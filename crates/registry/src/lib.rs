//! Dual-keyed registry for Lodestone
//!
//! This crate provides the owning container for engine objects:
//! - NameIdRegistry: values reachable by name and by minted Identifier
//! - Ownership: by-value (`ValueRegistry`) and boxed-handle (`HandleRegistry`) storage
//! - RegistryConfig: sizing, inverted index, name limits (TOML-loadable)
//! - RegistryError / EmplaceError: insert-path failures

#![warn(missing_docs)]
#![warn(clippy::all)]

pub mod config;
pub mod error;
pub mod ownership;
pub mod registry;

pub use config::{ConfigError, RegistryConfig};
pub use error::{EmplaceError, RegistryError, RegistryResult};
pub use ownership::{AsAny, Boxed, ByValue, Ownership};
pub use registry::{HandleRegistry, NameIdRegistry, ValueRegistry};

pub use lodestone_core::{Identifier, IdentifierGenerator};
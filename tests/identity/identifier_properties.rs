//! Identifier Property Tests
//!
//! Generation, parsing and hashing contracts of `Identifier`:
//! - deterministic strategies are stable and distinguish inputs
//! - text round-trips through the canonical form
//! - malformed text is rejected without panicking

use crate::test_utils::*;
use proptest::prelude::*;
use std::collections::hash_map::DefaultHasher;
use std::collections::{HashMap, HashSet};
use std::hash::{Hash, Hasher};

fn hash_of(id: &Identifier) -> u64 {
    let mut hasher = DefaultHasher::new();
    id.hash(&mut hasher);
    hasher.finish()
}

fn is_canonical(text: &str) -> bool {
    let groups: Vec<&str> = text.split('-').collect();
    let lengths: Vec<usize> = groups.iter().map(|g| g.len()).collect();
    lengths == [8, 4, 4, 4, 12]
        && groups
            .iter()
            .all(|g| g.chars().all(|c| c.is_ascii_digit() || ('a'..='f').contains(&c)))
}

// =============================================================================
// Determinism
// =============================================================================

proptest! {
    #[test]
    fn prop_from_name_deterministic(name in ".*") {
        prop_assert_eq!(Identifier::from_name(&name), Identifier::from_name(&name));
    }

    #[test]
    fn prop_from_name_distinguishes(a in ".{0,24}", b in ".{0,24}") {
        prop_assume!(a != b);
        prop_assert_ne!(Identifier::from_name(&a), Identifier::from_name(&b));
    }

    #[test]
    fn prop_from_seed_deterministic(seed in any::<u32>()) {
        prop_assert_eq!(Identifier::from_seed(seed), Identifier::from_seed(seed));
        prop_assert!(Identifier::from_seed(seed).is_valid());
    }

    #[test]
    fn prop_from_name_hash_deterministic(name in ".*") {
        prop_assert_eq!(Identifier::from_name_hash(&name), Identifier::from_name_hash(&name));
    }

    #[test]
    fn prop_namespace_isolates(label_a in "[a-z]{1,8}", label_b in "[a-z]{1,8}", name in ".{0,16}") {
        prop_assume!(label_a != label_b);
        let a = IdentifierNamespace::DEFAULT.derive(&label_a);
        let b = IdentifierNamespace::DEFAULT.derive(&label_b);
        prop_assert_ne!(a.identifier_for(&name), b.identifier_for(&name));
    }
}

// =============================================================================
// Text Form
// =============================================================================

proptest! {
    #[test]
    fn prop_round_trip(value in any::<u128>()) {
        let id = Identifier::from_u128(value);
        let text = id.to_string();
        prop_assert!(is_canonical(&text));
        prop_assert_eq!(Identifier::parse(&text), Some(id));
        prop_assert_eq!(Identifier::parse(&text.to_uppercase()), Some(id));
        prop_assert_eq!(Identifier::parse(&text.replace('-', "")), Some(id));
        prop_assert_eq!(Identifier::parse(&format!("{{{}}}", text)), Some(id));
    }

    #[test]
    fn prop_parse_never_panics(text in ".{0,48}") {
        let _ = Identifier::parse(&text);
    }

    #[test]
    fn prop_parse_ignores_hyphen_placement(value in any::<u128>(), cuts in proptest::collection::vec(0usize..=32, 0..6)) {
        let id = Identifier::from_u128(value);
        let mut text = format!("{:032x}", value);
        let mut cuts = cuts;
        cuts.sort_unstable();
        for cut in cuts.into_iter().rev() {
            text.insert(cut, '-');
        }
        prop_assert_eq!(Identifier::parse(&text), Some(id));
    }

    #[test]
    fn prop_parse_rejects_wrong_digit_count(digits in "[0-9a-f]{0,31}") {
        prop_assert!(Identifier::parse(&digits).is_none());
    }

    #[test]
    fn prop_hash_consistent_with_equality(value in any::<u128>()) {
        let a = Identifier::from_u128(value);
        let b = Identifier::parse(&a.to_string()).unwrap();
        prop_assert_eq!(hash_of(&a), hash_of(&b));
        prop_assert_eq!(a.hash_code(), b.hash_code());
    }
}

#[test]
fn test_parse_rejects_documented_inputs() {
    assert!(Identifier::parse("not-a-uuid").is_none());
    assert!(Identifier::parse("550e8400-e29b-41d4-a716").is_none());
    assert!(Identifier::parse("").is_none());
}

#[test]
fn test_from_str_explains_rejection() {
    let err = "550e8400-e29b-41d4-a716".parse::<Identifier>().unwrap_err();
    assert!(err.to_string().contains("20 hex digits"));

    let err = "{550e8400-e29b-41d4-a716-446655440000"
        .parse::<Identifier>()
        .unwrap_err();
    assert!(err.to_string().contains("unbalanced braces"));
}

#[test]
fn test_random_identifiers_are_canonical_and_valid() {
    for _ in 0..100 {
        let id = Identifier::random();
        assert!(id.is_valid());
        assert!(is_canonical(&id.to_string()));
    }
}

// =============================================================================
// Generation Strategies Side By Side
// =============================================================================

#[test]
fn test_strategies_do_not_collide_for_same_input() {
    let name = "Player";
    let by_name = Identifier::from_name(name);
    let by_hash = Identifier::from_name_hash(name);
    assert_ne!(by_name, by_hash);
    assert_ne!(by_name, Identifier::INVALID);
    assert_ne!(by_hash, Identifier::INVALID);
}

#[test]
fn test_identifiers_key_hash_maps() {
    let mut names: HashMap<Identifier, &str> = HashMap::new();
    for name in ["alpha", "beta", "gamma"] {
        names.insert(Identifier::from_name(name), name);
    }
    assert_eq!(names.get(&Identifier::from_name("beta")), Some(&"beta"));
    assert_eq!(names.len(), 3);
}

#[test]
fn test_explicit_generator_handles_per_worker() {
    let handles: Vec<_> = (0..4u64)
        .map(|worker| {
            std::thread::spawn(move || {
                let mut generator = IdentifierGenerator::seeded(worker);
                (0..100).map(|_| generator.next_identifier()).collect::<Vec<_>>()
            })
        })
        .collect();

    let all: Vec<Identifier> = handles
        .into_iter()
        .flat_map(|handle| handle.join().unwrap())
        .collect();
    let distinct: HashSet<_> = all.iter().collect();
    assert_eq!(distinct.len(), all.len());

    // Same seed, same sequence
    let mut again = IdentifierGenerator::seeded(0);
    assert_eq!(again.next_identifier(), all[0]);
}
• • •
The job here is to find each line above with the word "filename" and copy it.

filename crates/registry/src/lib.rs
filename tests/identity/identifier_properties.rs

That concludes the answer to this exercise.